Active Learning Frequently Asked Questions

The following questions comprise a Frequently Asked Questions (FAQ) list related to Active Learning. For instructions about setting up Active Learning, see the Related pages links at the end of this topic.


What should I know about the Active Learning Index? Are there any preventative measures I should take to optimize my Active Learning index?

The Index for an Active Learning project is created by default at the time that the Active Learning-enabled review pass is saved. It is recommended to validate that the records in your scope have all proper text, and/or OCR has been created and loaded before creating the review pass. Removing documents that contain a large amount of text from your scope can also be beneficial, especially if it is common within the case but is not required.


Why is the default Batch Size 10 and can it be modified?

A default batch size of 10 was selected in order to provide the Active Learning system with as many example documents in as close to real-time as they are coded. Every example provided helps to train the engine so that larger batches delay training of the system. This exponentially delays the prioritization of positive records into batches. Though the batch size can be modified, for the sake of optimization and giving the engine examples more quickly, smaller is better. If the batch size must be modified, this can be done on the Settings tab of the review pass under the Batch Size option.


Must review/training be done by subject matter experts?

No. Subject matter experts (SMEs) are not required for an Active Learning project. Documents are coded as part of batches in the review pass, and predictions are made immediately and throughout the course of the review pass.


What if I added records to my case and must add them to my Active Learning project on which I’ve already started review?

If new records are loaded to your case or the scope of criteria for your project changes, a banner then displays at the top of the Review pass screen. This allows the review pass index and predictions to be updated at the bottom of the Overview tab by clicking the Update Documents button. When this occurs, documents cannot be removed from the review pass scope or index. So if the active learning project no longer applies to some documents, the predictions can be ignored.
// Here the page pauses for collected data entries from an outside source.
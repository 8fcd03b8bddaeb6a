//! FFT-based evaluation of the convolution sum.
//!
//! ## Purpose
//!
//! This module provides the transform pass that is injected into the
//! `convolve` crate's execution engine. It evaluates the convolution as a
//! pointwise product in the frequency domain, costing `O(N log N)` instead of
//! `O(m · n)`.
//!
//! ## Design notes
//!
//! * **Padding**: Both operands are zero-padded to the power-of-two length
//!   `N >= len(x) + len(h) - 1`, so the circular convolution computed by the
//!   transform equals the linear one.
//! * **Precision**: Transforms run in `f64` whatever the sample type; results
//!   are converted back with `Sample::acc_from_f64` (rounded for integers).
//! * **Normalization**: `rustfft` does not normalize, so the inverse is scaled
//!   by `1 / N`.
//!
//! ## Invariants
//!
//! * Inputs are non-empty.
//! * Integer results are exact inside the range accepted by
//!   `convolve::method::transform_is_exact`, which the `convolve` executor
//!   checks before this pass runs.
//!
//! ## Non-goals
//!
//! * This module does not cache FFT plans across calls.
//! * This module does not provide overlap-add block convolution.

// External dependencies
use core::ops::Range;
use rustfft::FftPlanner;
use rustfft::num_complex::Complex;
use rustfft::num_traits::Zero;

// Export dependencies from convolve crate
use convolve::internals::algorithms::method::transform_len;
use convolve::internals::primitives::errors::ConvolveError;
use convolve::internals::primitives::sample::Sample;

// ============================================================================
// Transform Pass
// ============================================================================

/// Compute the given window of the full convolution through the FFT.
pub fn transform_pass<T: Sample>(
    x: &[T],
    h: &[T],
    window: Range<usize>,
) -> Result<Vec<T::Acc>, ConvolveError> {
    let n = transform_len(x.len(), h.len());
    log::trace!(
        "transform pass: {} x {} samples padded to {}, window {:?}",
        x.len(),
        h.len(),
        n,
        window
    );

    let mut planner = FftPlanner::<f64>::new();
    let forward = planner.plan_fft_forward(n);
    let inverse = planner.plan_fft_inverse(n);

    let mut x_spec = padded_spectrum_input(x, n);
    let mut h_spec = padded_spectrum_input(h, n);

    forward.process(&mut x_spec);
    forward.process(&mut h_spec);

    for (a, b) in x_spec.iter_mut().zip(h_spec.iter()) {
        *a *= *b;
    }

    inverse.process(&mut x_spec);

    let scale = 1.0 / n as f64;
    Ok(x_spec[window]
        .iter()
        .map(|c| T::acc_from_f64(c.re * scale))
        .collect())
}

/// Copy `values` into a complex buffer of length `n`, zero-padded.
fn padded_spectrum_input<T: Sample>(values: &[T], n: usize) -> Vec<Complex<f64>> {
    let mut buf = vec![Complex::zero(); n];
    for (slot, v) in buf.iter_mut().zip(values.iter()) {
        *slot = Complex::new(v.as_f64(), 0.0);
    }
    buf
}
On what is the prediction algorithm based?

The prediction algorithm uses the 40 k-nearest neighbors (k-NN). This means that the 40 most similar manually coded documents are used to make the predictions for the records.


When do predictions start?

Predictions start being applied as soon as a regular (non-QC) batch is checked in that contains a positive example.


Does every document in the Active Learning Review pass receive a prediction and relevancy score?

Documents in the Review Pass that have a “normal” document treatment receive a prediction and relevancy score. Documents that have a “short” or “binary” document treatment do not receive a prediction or relevancy score and must be reviewed outside of Active Learning.


I see the Omitted Records category in my Review Metrics – what should I be aware of with these documents?

Omitted records are documents that were part of your review pass scope, but a prediction could not be applied because the document was mostly binary data or contained little or no words. Generally, omitted documents should be reviewed manually outside of the Active Learning process and can be identified by clicking the hyperlinked Count on the Overview tab of the review pass to open the document set within Visual Search.


Can I provide pre-coding document examples?

Pre-coded documents can be pulled into a QC batch and then reviewers would go through and tag them with the appropriate tag and “reviewed” status. For very large numbers of documents, the “reviewed” status could be updated within SQL. For more information, please contact IPRO Support.


If a document is manually tagged as a Positive example, how could the prediction be the opposite? Or vice versa?

A document’s prediction is not influenced by how you tag the document itself, but rather how manually tagged documents that are similar to it have been coded. This helps prevent bias and is known as “leave-one-out cross validation”. This is also the reason why you might have “conflicts” (the reviewer tagged it one way, but the system predicted it another). It is usually a good idea to review conflicts, as there may have been some discrepancies when tagging other similar documents.


Conflicts are a common part of Active Learning, but what should I know about conflicts and how to manage them?

Conflicts are records that were manually tagged, for which there is a disagreement between the reviewer and the prediction. Often the earlier stages of an Active Learning project can result in more conflicts, which may resolve themselves as more training is applied and the engine becomes more accurate. Conflict records can be isolated and reviewed separately by submitting them into a QC Batch for your existing Review Pass. This can be done by clicking on the hyperlinked Count on the Overview tab of the Review Pass, then choosing the Mass Action to Create QC Batch and selecting your Active Learning-enabled Review Pass from the selector. See QC Batches


What if my Primary Review Purpose tag is part of a multi-tag group?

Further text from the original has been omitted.